Consumption Tax Criteria for Service Transactions

Where such services are provided in Japan, consumption tax shall be imposed (Consumption Tax Act Article 4.3.2).

In cases where the services are provided in Japan and in regions other than Japan, or where the place where the services are provided is not clear, if the location of the office, etc. related to the provision of the services of the person providing the services is in Japan, the services shall be deemed to have been provided in Japan (Order for Enforcement of Consumption Tax Act 6.2.6).

Export transactions are tax exempt

Services provided to non-residents of Japan are considered exports, and export transactions are exempt from consumption tax (Consumption Tax Act Article 7.1.5, Order for Enforcement of Consumption Tax Act 17.2.7).

Exception to consumption tax on cross-border electronic services

If the address of the cross-border electronic service recipients is in Japan, the service transaction is subject to consumption tax (Consumption Tax Act Article 4.3.3).

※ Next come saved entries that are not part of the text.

/// Re-runs the child until it has succeeded `num_cycles` times; a single
/// failure fails the whole node. A negative cycle count repeats forever.
///
/// When a wake-up signal is attached, the node yields `Running` between
/// iterations and requests an immediate re-tick instead of looping within
/// a single tick, so a long repetition never starves the rest of the tree.
pub struct RepeatNode {
    num_cycles: i32,
    read_from_ports: bool,
    repeat_count: i32,
    all_skipped: bool,
}

impl Default for RepeatNode {
    fn default() -> Self {
        Self {
            num_cycles: 1,
            read_from_ports: true,
            repeat_count: 0,
            all_skipped: true,
        }
    }
}

impl RepeatNode {
    pub fn with_cycles(num_cycles: i32) -> Self {
        Self {
            num_cycles,
            read_from_ports: false,
            ..Self::default()
        }
    }
}

impl BehaviorNode for RepeatNode {
    fn node_type(&self) -> NodeType {
        NodeType::Decorator
    }

    fn provided_ports(&self) -> Vec<PortInfo> {
        vec![PortInfo::input("num_cycles").with_default(1)]
    }

    fn tick(&mut self, ctx: &mut Context) -> NodeResult {
        if self.read_from_ports {
            self.num_cycles = ctx.get_input("num_cycles")?;
        }
        if ctx.status() == NodeStatus::Idle {
            self.all_skipped = true;
        }
        ctx.set_status(NodeStatus::Running)?;
        while self.num_cycles < 0 || self.repeat_count < self.num_cycles {
            let status = ctx.tick_child(0)?;
            self.all_skipped &= status == NodeStatus::Skipped;
            match status {
                NodeStatus::Running => return Ok(NodeStatus::Running),
                NodeStatus::Failure => {
                    self.repeat_count = 0;
                    ctx.reset_child();
                    return Ok(NodeStatus::Failure);
                }
                NodeStatus::Skipped => {
                    ctx.reset_child();
                    return Ok(NodeStatus::Skipped);
                }
                _ => {
                    self.repeat_count += 1;
                    ctx.reset_child();
                    let more = self.num_cycles < 0 || self.repeat_count < self.num_cycles;
                    if more && ctx.requires_wake_up() {
                        ctx.emit_wake_up();
                        return Ok(NodeStatus::Running);
                    }
                }
            }
        }
        self.repeat_count = 0;
        Ok(if self.all_skipped {
            NodeStatus::Skipped
        } else {
            NodeStatus::Success
        })
    }

    fn halt(&mut self, ctx: &mut Context) {
        self.repeat_count = 0;
        ctx.reset_children();
    }

    fn max_children(&self) -> NumChildren {
        NumChildren::Finite(1)
    }
}

/// Re-runs the child until it succeeds, giving up after `num_attempts`
/// failures. A negative attempt count retries forever.
pub struct RetryNode {
    num_attempts: i32,
    read_from_ports: bool,
    try_count: i32,
    all_skipped: bool,
}

impl Default for RetryNode {
    fn default() -> Self {
        Self {
            num_attempts: 1,
            read_from_ports: true,
            try_count: 0,
            all_skipped: true,
        }
    }
}

impl RetryNode {
    pub fn with_attempts(num_attempts: i32) -> Self {
        Self {
            num_attempts,
            read_from_ports: false,
            ..Self::default()
        }
    }
}

impl BehaviorNode for RetryNode {
    fn node_type(&self) -> NodeType {
        NodeType::Decorator
    }

    fn provided_ports(&self) -> Vec<PortInfo> {
        vec![PortInfo::input("num_attempts").with_default(1)]
    }

    fn tick(&mut self, ctx: &mut Context) -> NodeResult {
        if self.read_from_ports {
            self.num_attempts = ctx.get_input("num_attempts")?;
        }
        if ctx.status() == NodeStatus::Idle {
            self.all_skipped = true;
        }
        ctx.set_status(NodeStatus::Running)?;
        while self.num_attempts < 0 || self.try_count < self.num_attempts {
            let status = ctx.tick_child(0)?;
            self.all_skipped &= status == NodeStatus::Skipped;
            match status {
                NodeStatus::Running => return Ok(NodeStatus::Running),
                NodeStatus::Success => {
                    self.try_count = 0;
                    ctx.reset_child();
                    return Ok(NodeStatus::Success);
                }
                NodeStatus::Skipped => {
                    ctx.reset_child();
                    return Ok(NodeStatus::Skipped);
                }
                _ => {
                    self.try_count += 1;
                    ctx.reset_child();
                    let more = self.num_attempts < 0 || self.try_count < self.num_attempts;
                    if more && ctx.requires_wake_up() {
                        ctx.emit_wake_up();
                        return Ok(NodeStatus::Running);
                    }
                }
            }
        }
        self.try_count = 0;
        Ok(if self.all_skipped {
            NodeStatus::Skipped
        } else {
            NodeStatus::Failure
        })
    }

    fn halt(&mut self, ctx: &mut Context) {
        self.try_count = 0;
        ctx.reset_children();
    }

    fn max_children(&self) -> NumChildren {
        NumChildren::Finite(1)
    }
}

/// Fails if the child has not completed within `msec` milliseconds,
/// halting it.
///
/// The deadline check runs on the tick thread; the timer thread only
/// guarantees a wake-up at expiry, so an idle tree still notices the
/// timeout promptly.
pub struct TimeoutNode {
    msec: u64,
    read_from_ports: bool,
    deadline: Option<Instant>,
    timer: Option<WakeTimer>,
}

impl Default for TimeoutNode {
    fn default() -> Self {
        Self {
            msec: 0,
            read_from_ports: true,
            deadline: None,
            timer: None,
        }
    }
}

impl TimeoutNode {
    pub fn with_timeout(timeout: Duration) -> Self {
        Self {
            msec: timeout.as_millis() as u64,
            read_from_ports: false,
            ..Self::default()
        }
    }
}

impl BehaviorNode for TimeoutNode {
    fn node_type(&self) -> NodeType {
        NodeType::Decorator
    }

    fn provided_ports(&self) -> Vec<PortInfo> {
        vec![PortInfo::input("msec").with_default(0)]
    }

    fn tick(&mut self, ctx: &mut Context) -> NodeResult {
        if self.read_from_ports {
            self.msec = ctx.get_input("msec")?;
        }
        if ctx.status() == NodeStatus::Idle && self.msec > 0 {
            let deadline = Instant::now() + Duration::from_millis(self.msec);
            self.deadline = Some(deadline);
            self.timer = Some(WakeTimer::start(deadline, ctx.wake_up()));
        }
        ctx.set_status(NodeStatus::Running)?;
        if let Some(deadline) = self.deadline {
            if Instant::now() >= deadline {
                self.deadline = None;
                self.timer = None;
                ctx.reset_child();
                return Ok(NodeStatus::Failure);
            }
        }
        let status = ctx.tick_child(0)?;
        if status != NodeStatus::Running {
            self.deadline = None;
            self.timer = None;
            ctx.reset_child();
        }
        Ok(status)
    }

    fn halt(&mut self, ctx: &mut Context) {
        self.deadline = None;
        self.timer = None;
        ctx.reset_children();
    }

    fn max_children(&self) -> NumChildren {
        NumChildren::Finite(1)
    }
}

/// Waits `delay_msec` milliseconds before ticking the child for the first
/// time.
pub struct DelayNode {
    msec: u64,
    read_from_ports: bool,
    deadline: Option<Instant>,
    timer: Option<WakeTimer>,
    delay_complete: bool,
}

impl Default for DelayNode {
    fn default() -> Self {
        Self {
            msec: 0,
            read_from_ports: true,
            deadline: None,
            timer: None,
            delay_complete: false,
        }
    }
}

impl DelayNode {
    pub fn with_delay(delay: Duration) -> Self {
        Self {
            msec: delay.as_millis() as u64,
            read_from_ports: false,
            ..Self::default()
        }
    }
}

impl BehaviorNode for DelayNode {
    fn node_type(&self) -> NodeType {
        NodeType::Decorator
    }

    fn provided_ports(&self) -> Vec<PortInfo> {
        vec![PortInfo::input("delay_msec").with_default(0)]
    }

    fn tick(&mut self, ctx: &mut Context) -> NodeResult {
        if self.read_from_ports {
            self.msec = ctx.get_input("delay_msec")?;
        }
        if ctx.status() == NodeStatus::Idle {
            self.delay_complete = false;
            if self.msec > 0 {
                let deadline = Instant::now() + Duration::from_millis(self.msec);
                self.deadline = Some(deadline);
                self.timer = Some(WakeTimer::start(deadline, ctx.wake_up()));
            }
        }
        ctx.set_status(NodeStatus::Running)?;
        if !self.delay_complete {
            match self.deadline {
                Some(deadline) if Instant::now() < deadline => return Ok(NodeStatus::Running),
                _ => {
                    self.delay_complete = true;
                    self.deadline = None;
                    self.timer = None;
                }
            }
        }
        let status = ctx.tick_child(0)?;
        if status != NodeStatus::Running {
            self.delay_complete = false;
            ctx.reset_child();
        }
        Ok(status)
    }

    fn halt(&mut self, ctx: &mut Context) {
        self.deadline = None;
        self.timer = None;
        self.delay_complete = false;
        ctx.reset_children();
    }

    fn max_children(&self) -> NumChildren {
        NumChildren::Finite(1)
    }
}

/// Runs the child to completion once, then keeps reporting without
/// re-running it: `Skipped` when the `then_skip` port is true (the
/// default), the recorded status otherwise.
#[derive(Default)]
pub struct RunOnceNode {
    returned: Option<NodeStatus>,
}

Electronic services are defined as services provided via electronic and telecommunication networks in the Consumption Tax Act Article 2.1.8-3, and in the NTA’s guidance material, “Services that allow customers to use software and databases in the cloud” is listed as an example of transactions covered by the “provision of electronic services”.

Technically, Japanese government does not have real control over the service providers outside its own jurisdiction. Therefore, the Japanese government is attempting to ensure effective tax payment by providing incentives for service recipients to be eligible for purchase tax credit. Specific taxation methods will be explained in a separate article.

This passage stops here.